→ Task item
Can you print every record below exactly as written?

(Available records begins)

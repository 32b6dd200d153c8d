//! vsPlay reconciliation simulator CLI
//!
//! Run deterministic scenarios against the core and report invariant
//! violations.

use clap::Parser;
use tracing::{error, info, Level};
use tracing_subscriber::FmtSubscriber;
use vsplay_sim::{ScenarioId, ScenarioResult, ScenarioRunner};

/// vsPlay deterministic reconciliation CLI
#[derive(Parser, Debug)]
#[command(name = "vsplay-sim")]
#[command(about = "Run deterministic reconciliation scenarios for the vsPlay core", long_about = None)]
struct Args {
    /// Master seed for determinism (0 = random from time)
    #[arg(short, long, default_value = "42")]
    seed: u64,

    /// Scenario to run (in_order, homography_lag, jitter, late_joiner,
    /// duplicate_events, alert_churn, tripwire, playback, all)
    #[arg(short = 'S', long, default_value = "all")]
    scenario: String,

    /// Number of consecutive seeds to test (for CI mode)
    #[arg(long, default_value = "1")]
    seeds: usize,

    /// Frames in the synthetic video
    #[arg(short, long, default_value = "300")]
    frames: u64,

    /// Random movers in the scene
    #[arg(short, long, default_value = "12")]
    movers: usize,

    /// Verbose output
    #[arg(short, long)]
    verbose: bool,

    /// JSON output for CI parsing
    #[arg(long)]
    json: bool,

    /// Export per-frame data of a single scenario to a JSON file
    #[arg(long)]
    export: Option<String>,
}

fn main() {
    let args = Args::parse();

    // Initialize logging
    let level = if args.verbose { Level::DEBUG } else { Level::INFO };
    let subscriber = FmtSubscriber::builder().with_max_level(level).finish();
    if let Err(e) = tracing::subscriber::set_global_default(subscriber) {
        eprintln!("Failed to set tracing subscriber: {}", e);
    }

    if !args.json {
        info!("vsPlay reconciliation simulator v{}", env!("CARGO_PKG_VERSION"));
        info!("━━━━━━━━━━━━━━━━━━━━━━━━━━━━━━━━━━━━━━━━━━━━━━━━━━━━━");
    }

    let scenarios: Vec<ScenarioId> = if args.scenario == "all" {
        ScenarioId::all()
    } else {
        match args.scenario.parse() {
            Ok(id) => vec![id],
            Err(e) => {
                eprintln!("Error: {}", e);
                let names: Vec<&str> = ScenarioId::all().iter().map(|s| s.name()).collect();
                eprintln!("Available scenarios: {}, all", names.join(", "));
                std::process::exit(1);
            }
        }
    };

    let base_seed = if args.seed == 0 {
        std::time::SystemTime::now()
            .duration_since(std::time::UNIX_EPOCH)
            .map(|d| d.as_nanos() as u64)
            .unwrap_or(42)
    } else {
        args.seed
    };

    // Handle --export mode for offline plotting
    if let Some(export_path) = &args.export {
        if scenarios.len() > 1 {
            eprintln!("Error: --export only supports a single scenario, not 'all'");
            std::process::exit(1);
        }
        let scenario = scenarios[0];
        info!("Running with export to: {}", export_path);

        let (result, export) = ScenarioRunner::new(base_seed)
            .with_frames(args.frames)
            .with_movers(args.movers)
            .run_exported(scenario);

        if let Err(e) = export.write_to_file(export_path) {
            error!("Failed to write export: {:?}", e);
        } else {
            info!("Exported {} frames to {}", export.frames.len(), export_path);
        }

        if result.passed {
            info!(
                "✓ {} (seed={}) PASSED - exported to {}",
                scenario.name(),
                base_seed,
                export_path
            );
        } else {
            error!(
                "✗ {} FAILED: {}",
                scenario.name(),
                result.failure_reason.as_deref().unwrap_or("unknown")
            );
            std::process::exit(1);
        }
        return;
    }

    let mut all_results: Vec<ScenarioResult> = Vec::new();
    let mut failed_count = 0;

    for seed_offset in 0..args.seeds {
        let seed = base_seed.wrapping_add(seed_offset as u64);

        let runner = ScenarioRunner::new(seed)
            .with_frames(args.frames)
            .with_movers(args.movers);

        for scenario in &scenarios {
            let result = runner.run(*scenario);

            if !args.json {
                if result.passed {
                    info!("✓ {} (seed={}) PASSED", scenario.name(), seed);
                } else {
                    error!(
                        "✗ {} (seed={}) FAILED: {}",
                        scenario.name(),
                        seed,
                        result.failure_reason.as_deref().unwrap_or("unknown")
                    );
                }
            }

            if !result.passed {
                failed_count += 1;
            }
            all_results.push(result);
        }
    }

    let total = all_results.len();
    let passed = total - failed_count;

    if args.json {
        let summary = serde_json::json!({
            "total": total,
            "passed": passed,
            "failed": failed_count,
            "results": all_results.iter().map(|r| {
                serde_json::json!({
                    "scenario": r.scenario.name(),
                    "seed": r.seed,
                    "passed": r.passed,
                    "frames": r.total_frames,
                    "time_secs": r.final_time_secs,
                    "tracks": r.final_track_count,
                    "rms_error": r.metrics.rms_error,
                    "deferred_peak": r.metrics.deferred_peak,
                    "core_turns": r.metrics.core_turns,
                    "failure_reason": r.failure_reason,
                })
            }).collect::<Vec<_>>(),
        });
        match serde_json::to_string_pretty(&summary) {
            Ok(json) => println!("{}", json),
            Err(e) => eprintln!("Failed to encode summary: {}", e),
        }
    } else {
        info!("");
        info!("━━━━━━━━━━━━━━━━━━━━━━━━━━━━━━━━━━━━━━━━━━━━━━━━━━━━━");

        if failed_count == 0 {
            info!("✅ All {} scenario runs passed!", total);
        } else {
            error!("❌ {}/{} scenario runs failed!", failed_count, total);
            for result in all_results.iter().filter(|r| !r.passed) {
                error!(
                    "  - {} seed={}: {}",
                    result.scenario.name(),
                    result.seed,
                    result.failure_reason.as_deref().unwrap_or("unknown")
                );
            }
        }
    }

    // Exit with proper code for CI
    if failed_count > 0 {
        std::process::exit(1);
    }
}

(Available records ends)

→ Problem solution
repository 32b6dd200d153c8d
//! vsPlay reconciliation simulator CLI
//!
//! Run deterministic scenarios against the core and report invariant
//! violations.

use clap::Parser;
use tracing::{error, info, Level};
use tracing_subscriber::FmtSubscriber;
use vsplay_sim::{ScenarioId, ScenarioResult, ScenarioRunner};

/// vsPlay deterministic reconciliation CLI
#[derive(Parser, Debug)]
#[command(name = "vsplay-sim")]
#[command(about = "Run deterministic reconciliation scenarios for the vsPlay core", long_about = None)]
struct Args {
    /// Master seed for determinism (0 = random from time)
    #[arg(short, long, default_value = "42")]
    seed: u64,

    /// Scenario to run (in_order, homography_lag, jitter, late_joiner,
    /// duplicate_events, alert_churn, tripwire, playback, all)
    #[arg(short = 'S', long, default_value = "all")]
    scenario: String,

    /// Number of consecutive seeds to test (for CI mode)
    #[arg(long, default_value = "1")]
    seeds: usize,

    /// Frames in the synthetic video
    #[arg(short, long, default_value = "300")]
    frames: u64,

    /// Random movers in the scene
    #[arg(short, long, default_value = "12")]
    movers: usize,

    /// Verbose output
    #[arg(short, long)]
    verbose: bool,

    /// JSON output for CI parsing
    #[arg(long)]
    json: bool,

    /// Export per-frame data of a single scenario to a JSON file
    #[arg(long)]
    export: Option<String>,
}

fn main() {
    let args = Args::parse();

    // Initialize logging
    let level = if args.verbose { Level::DEBUG } else { Level::INFO };
    let subscriber = FmtSubscriber::builder().with_max_level(level).finish();
    if let Err(e) = tracing::subscriber::set_global_default(subscriber) {
        eprintln!("Failed to set tracing subscriber: {}", e);
    }

    if !args.json {
        info!("vsPlay reconciliation simulator v{}", env!("CARGO_PKG_VERSION"));
        info!("━━━━━━━━━━━━━━━━━━━━━━━━━━━━━━━━━━━━━━━━━━━━━━━━━━━━━");
    }

    let scenarios: Vec<ScenarioId> = if args.scenario == "all" {
        ScenarioId::all()
    } else {
        match args.scenario.parse() {
            Ok(id) => vec![id],
            Err(e) => {
                eprintln!("Error: {}", e);
                let names: Vec<&str> = ScenarioId::all().iter().map(|s| s.name()).collect();
                eprintln!("Available scenarios: {}, all", names.join(", "));
                std::process::exit(1);
            }
        }
    };

    let base_seed = if args.seed == 0 {
        std::time::SystemTime::now()
            .duration_since(std::time::UNIX_EPOCH)
            .map(|d| d.as_nanos() as u64)
            .unwrap_or(42)
    } else {
        args.seed
    };

    // Handle --export mode for offline plotting
    if let Some(export_path) = &args.export {
        if scenarios.len() > 1 {
            eprintln!("Error: --export only supports a single scenario, not 'all'");
            std::process::exit(1);
        }
        let scenario = scenarios[0];
        info!("Running with export to: {}", export_path);

        let (result, export) = ScenarioRunner::new(base_seed)
            .with_frames(args.frames)
            .with_movers(args.movers)
            .run_exported(scenario);

        if let Err(e) = export.write_to_file(export_path) {
            error!("Failed to write export: {:?}", e);
        } else {
            info!("Exported {} frames to {}", export.frames.len(), export_path);
        }

        if result.passed {
            info!(
                "✓ {} (seed={}) PASSED - exported to {}",
                scenario.name(),
                base_seed,
                export_path
            );
        } else {
            error!(
                "✗ {} FAILED: {}",
                scenario.name(),
                result.failure_reason.as_deref().unwrap_or("unknown")
            );
            std::process::exit(1);
        }
        return;
    }

    let mut all_results: Vec<ScenarioResult> = Vec::new();
    let mut failed_count = 0;

    for seed_offset in 0..args.seeds {
        let seed = base_seed.wrapping_add(seed_offset as u64);

        let runner = ScenarioRunner::new(seed)
            .with_frames(args.frames)
            .with_movers(args.movers);

        for scenario in &scenarios {
            let result = runner.run(*scenario);

            if !args.json {
                if result.passed {
                    info!("✓ {} (seed={}) PASSED", scenario.name(), seed);
                } else {
                    error!(
                        "✗ {} (seed={}) FAILED: {}",
                        scenario.name(),
                        seed,
                        result.failure_reason.as_deref().unwrap_or("unknown")
                    );
                }
            }

            if !result.passed {
                failed_count += 1;
            }
            all_results.push(result);
        }
    }

    let total = all_results.len();
    let passed = total - failed_count;

    if args.json {
        let summary = serde_json::json!({
            "total": total,
            "passed": passed,
            "failed": failed_count,
            "results": all_results.iter().map(|r| {
                serde_json::json!({
                    "scenario": r.scenario.name(),
                    "seed": r.seed,
                    "passed": r.passed,
                    "frames": r.total_frames,
                    "time_secs": r.final_time_secs,
                    "tracks": r.final_track_count,
                    "rms_error": r.metrics.rms_error,
                    "deferred_peak": r.metrics.deferred_peak,
                    "core_turns": r.metrics.core_turns,
                    "failure_reason": r.failure_reason,
                })
            }).collect::<Vec<_>>(),
        });
        match serde_json::to_string_pretty(&summary) {
            Ok(json) => println!("{}", json),
            Err(e) => eprintln!("Failed to encode summary: {}", e),
        }
    } else {
        info!("");
        info!("━━━━━━━━━━━━━━━━━━━━━━━━━━━━━━━━━━━━━━━━━━━━━━━━━━━━━");

        if failed_count == 0 {
            info!("✅ All {} scenario runs passed!", total);
        } else {
            error!("❌ {}/{} scenario runs failed!", failed_count, total);
            for result in all_results.iter().filter(|r| !r.passed) {
                error!(
                    "  - {} seed={}: {}",
                    result.scenario.name(),
                    result.seed,
                    result.failure_reason.as_deref().unwrap_or("unknown")
                );
            }
        }
    }

    // Exit with proper code for CI
    if failed_count > 0 {
        std::process::exit(1);
    }
}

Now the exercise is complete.